[Stored records]
####

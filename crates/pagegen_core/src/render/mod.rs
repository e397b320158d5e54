//! Page rendering.
//!
//! # Responsibility
//! - Map a page's content into an ordered list of visual sections.
//! - Resolve theme colors and icon glyphs with fixed fallbacks.
//!
//! # Invariants
//! - Section order is Hero, Features, Benefits, Cta, Footer; Features and
//!   Benefits are omitted when they have nothing to show.
//! - Rendering is total and pure over `(page, ctx)`: no I/O, no clock reads,
//!   no mutation, identical output for identical input.

mod html;

use crate::model::content::{Style, Theme, DEFAULT_PRIMARY_COLOR};
use crate::model::icon::IconSymbol;
use crate::model::page::Page;
use chrono::Datelike;
use once_cell::sync::Lazy;
use regex::Regex;

static HEX_COLOR_RE: Lazy<Regex> = Lazy::new(|| {
    Regex::new(r"^#(?:[0-9a-fA-F]{3}|[0-9a-fA-F]{6})$").expect("valid hex color regex")
});

/// Inputs that are not part of the page itself.
#[derive(Debug, Clone, Copy, PartialEq, Eq)]
pub struct RenderContext {
    /// Year printed in the footer.
    pub year: i32,
}

impl RenderContext {
    pub fn for_year(year: i32) -> Self {
        Self { year }
    }

    /// Context for the current UTC year.
    pub fn current() -> Self {
        Self::for_year(chrono::Utc::now().year())
    }
}

/// Styling tokens derived from the theme family.
#[derive(Debug, Clone, Copy, PartialEq, Eq)]
pub struct ThemeStyle {
    pub font_stack: &'static str,
    pub radius: &'static str,
    pub heading_weight: u16,
}

impl ThemeStyle {
    pub fn for_theme(theme: Theme) -> Self {
        match theme {
            Theme::Modern => Self {
                font_stack: "Inter, system-ui, sans-serif",
                radius: "0.5rem",
                heading_weight: 700,
            },
            Theme::Minimal => Self {
                font_stack: "system-ui, sans-serif",
                radius: "0.25rem",
                heading_weight: 500,
            },
            Theme::Bold => Self {
                font_stack: "'Arial Black', Impact, sans-serif",
                radius: "0",
                heading_weight: 800,
            },
            Theme::Playful => Self {
                font_stack: "'Comic Neue', 'Trebuchet MS', sans-serif",
                radius: "1.5rem",
                heading_weight: 700,
            },
        }
    }
}

#[derive(Debug, Clone, PartialEq, Eq)]
pub struct ResolvedTheme {
    /// Always a valid `#rgb`/`#rrggbb` value.
    pub primary_color: String,
    pub theme: Theme,
    pub style: ThemeStyle,
}

/// Falls back to `#000000` for anything that is not a hex color.
pub fn resolve_theme(style: &Style) -> ResolvedTheme {
    let candidate = style.primary_color.trim();
    let primary_color = if HEX_COLOR_RE.is_match(candidate) {
        candidate.to_ascii_lowercase()
    } else {
        DEFAULT_PRIMARY_COLOR.to_string()
    };

    ResolvedTheme {
        primary_color,
        theme: style.theme,
        style: ThemeStyle::for_theme(style.theme),
    }
}

#[derive(Debug, Clone, Copy, PartialEq, Eq, Hash)]
pub enum SectionKind {
    Hero,
    Features,
    Benefits,
    Cta,
    Footer,
}

#[derive(Debug, Clone, PartialEq, Eq)]
pub struct FeatureItem {
    pub title: String,
    pub description: String,
    pub icon: IconSymbol,
}

#[derive(Debug, Clone, PartialEq, Eq)]
pub enum Section {
    Hero {
        headline: String,
        subheadline: String,
        cta_text: String,
    },
    Features {
        items: Vec<FeatureItem>,
    },
    Benefits {
        headline: String,
        items: Vec<String>,
    },
    Cta {
        headline: String,
        subheadline: String,
        button_text: String,
    },
    Footer {
        title: String,
        year: i32,
    },
}

impl Section {
    pub fn kind(&self) -> SectionKind {
        match self {
            Self::Hero { .. } => SectionKind::Hero,
            Self::Features { .. } => SectionKind::Features,
            Self::Benefits { .. } => SectionKind::Benefits,
            Self::Cta { .. } => SectionKind::Cta,
            Self::Footer { .. } => SectionKind::Footer,
        }
    }
}

/// Render output: document metadata, theme and ordered sections.
#[derive(Debug, Clone, PartialEq, Eq)]
pub struct RenderedPage {
    pub title: String,
    pub description: String,
    pub theme: ResolvedTheme,
    pub sections: Vec<Section>,
}

impl RenderedPage {
    pub fn section_kinds(&self) -> Vec<SectionKind> {
        self.sections.iter().map(Section::kind).collect()
    }
}

/// Renders `page` into sections. Never fails.
pub fn render(page: &Page, ctx: &RenderContext) -> RenderedPage {
    let content = &page.content;
    let mut sections = Vec::with_capacity(5);

    sections.push(Section::Hero {
        headline: content.hero.headline.clone(),
        subheadline: content.hero.subheadline.clone(),
        cta_text: content.hero.cta_text.clone(),
    });

    if !content.features.is_empty() {
        sections.push(Section::Features {
            items: content
                .features
                .iter()
                .map(|feature| FeatureItem {
                    title: feature.title.clone(),
                    description: feature.description.clone(),
                    icon: feature.icon().symbol(),
                })
                .collect(),
        });
    }

    if let Some(benefits) = content.visible_benefits() {
        sections.push(Section::Benefits {
            headline: benefits.headline.clone(),
            items: benefits.items.clone(),
        });
    }

    sections.push(Section::Cta {
        headline: content.cta.headline.clone(),
        subheadline: content.cta.subheadline.clone(),
        button_text: content.cta.button_text.clone(),
    });

    sections.push(Section::Footer {
        title: page.title.clone(),
        year: ctx.year,
    });

    RenderedPage {
        title: page.title.clone(),
        description: page.description.clone(),
        theme: resolve_theme(&content.style),
        sections,
    }
}

#[cfg(test)]
mod tests {
    use super::{render, resolve_theme, RenderContext, Section, SectionKind, ThemeStyle};
    use crate::model::content::{Benefits, ContentDocument, Feature, Style, Theme};
    use crate::model::icon::IconSymbol;
    use crate::model::page::Page;
    use serde_json::json;

    fn page_with(edit: impl FnOnce(&mut ContentDocument)) -> Page {
        let mut content = ContentDocument::from_value(&json!({
            "title": "DeployFlow",
            "slug": "deployflow",
            "hero": {"headline": "Ship Faster", "subheadline": "...", "ctaText": "Get Started"},
            "cta": {"headline": "Start Today", "subheadline": "...", "buttonText": "Try Now"},
            "features": [],
            "benefits": null,
            "style": {}
        }))
        .unwrap();
        edit(&mut content);
        Page::publish("user-1", "deployflow", content, 1_700_000_000_000)
    }

    const CTX: RenderContext = RenderContext { year: 2026 };

    #[test]
    fn minimal_page_renders_hero_cta_footer() {
        let rendered = render(&page_with(|_| {}), &CTX);
        assert_eq!(
            rendered.section_kinds(),
            vec![SectionKind::Hero, SectionKind::Cta, SectionKind::Footer]
        );
        assert_eq!(
            rendered.sections[2],
            Section::Footer {
                title: "DeployFlow".to_string(),
                year: 2026
            }
        );
    }

    #[test]
    fn full_page_renders_sections_in_fixed_order() {
        let page = page_with(|content| {
            content.features.push(Feature {
                title: "Fast".to_string(),
                description: "Deploys in seconds".to_string(),
                icon: "rocket".to_string(),
            });
            content.benefits = Some(Benefits {
                headline: "Why".to_string(),
                items: vec!["Less toil".to_string()],
            });
        });
        assert_eq!(
            render(&page, &CTX).section_kinds(),
            vec![
                SectionKind::Hero,
                SectionKind::Features,
                SectionKind::Benefits,
                SectionKind::Cta,
                SectionKind::Footer
            ]
        );
    }

    #[test]
    fn unknown_icon_falls_back_and_keeps_feature_text() {
        let page = page_with(|content| {
            content.features.push(Feature {
                title: "Mystery".to_string(),
                description: "Still shown".to_string(),
                icon: "bogus-symbol".to_string(),
            });
        });
        match &render(&page, &CTX).sections[1] {
            Section::Features { items } => {
                assert_eq!(items.len(), 1);
                assert_eq!(items[0].icon, IconSymbol::Zap);
                assert_eq!(items[0].title, "Mystery");
                assert_eq!(items[0].description, "Still shown");
            }
            other => panic!("expected features, got {other:?}"),
        }
    }

    #[test]
    fn benefits_with_no_items_are_omitted() {
        let page = page_with(|content| {
            content.benefits = Some(Benefits {
                headline: "X".to_string(),
                items: Vec::new(),
            });
        });
        assert!(!render(&page, &CTX)
            .section_kinds()
            .contains(&SectionKind::Benefits));
    }

    #[test]
    fn theme_resolution_falls_back_on_invalid_color() {
        let resolved = resolve_theme(&Style {
            primary_color: "red; background: url(x)".to_string(),
            theme: Theme::Bold,
        });
        assert_eq!(resolved.primary_color, "#000000");
        assert_eq!(resolved.style, ThemeStyle::for_theme(Theme::Bold));

        let resolved = resolve_theme(&Style {
            primary_color: "#3366FF".to_string(),
            theme: Theme::Modern,
        });
        assert_eq!(resolved.primary_color, "#3366ff");

        let resolved = resolve_theme(&Style {
            primary_color: String::new(),
            theme: Theme::Modern,
        });
        assert_eq!(resolved.primary_color, "#000000");
    }

    #[test]
    fn theme_does_not_change_sections() {
        let plain = render(&page_with(|_| {}), &CTX);
        let playful = render(
            &page_with(|content| content.style.theme = Theme::Playful),
            &CTX,
        );
        assert_eq!(plain.sections, playful.sections);
        assert_ne!(plain.theme, playful.theme);
    }
}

####

- WORK INSTRUCTIONS:
Select and copy every line from the records that includes the word "RenderContext".

- EXPECTED ANSWER:
pub struct RenderContext {
impl RenderContext {
pub fn render(page: &Page, ctx: &RenderContext) -> RenderedPage {
    use super::{render, resolve_theme, RenderContext, Section, SectionKind, ThemeStyle};
    const CTX: RenderContext = RenderContext { year: 2026 };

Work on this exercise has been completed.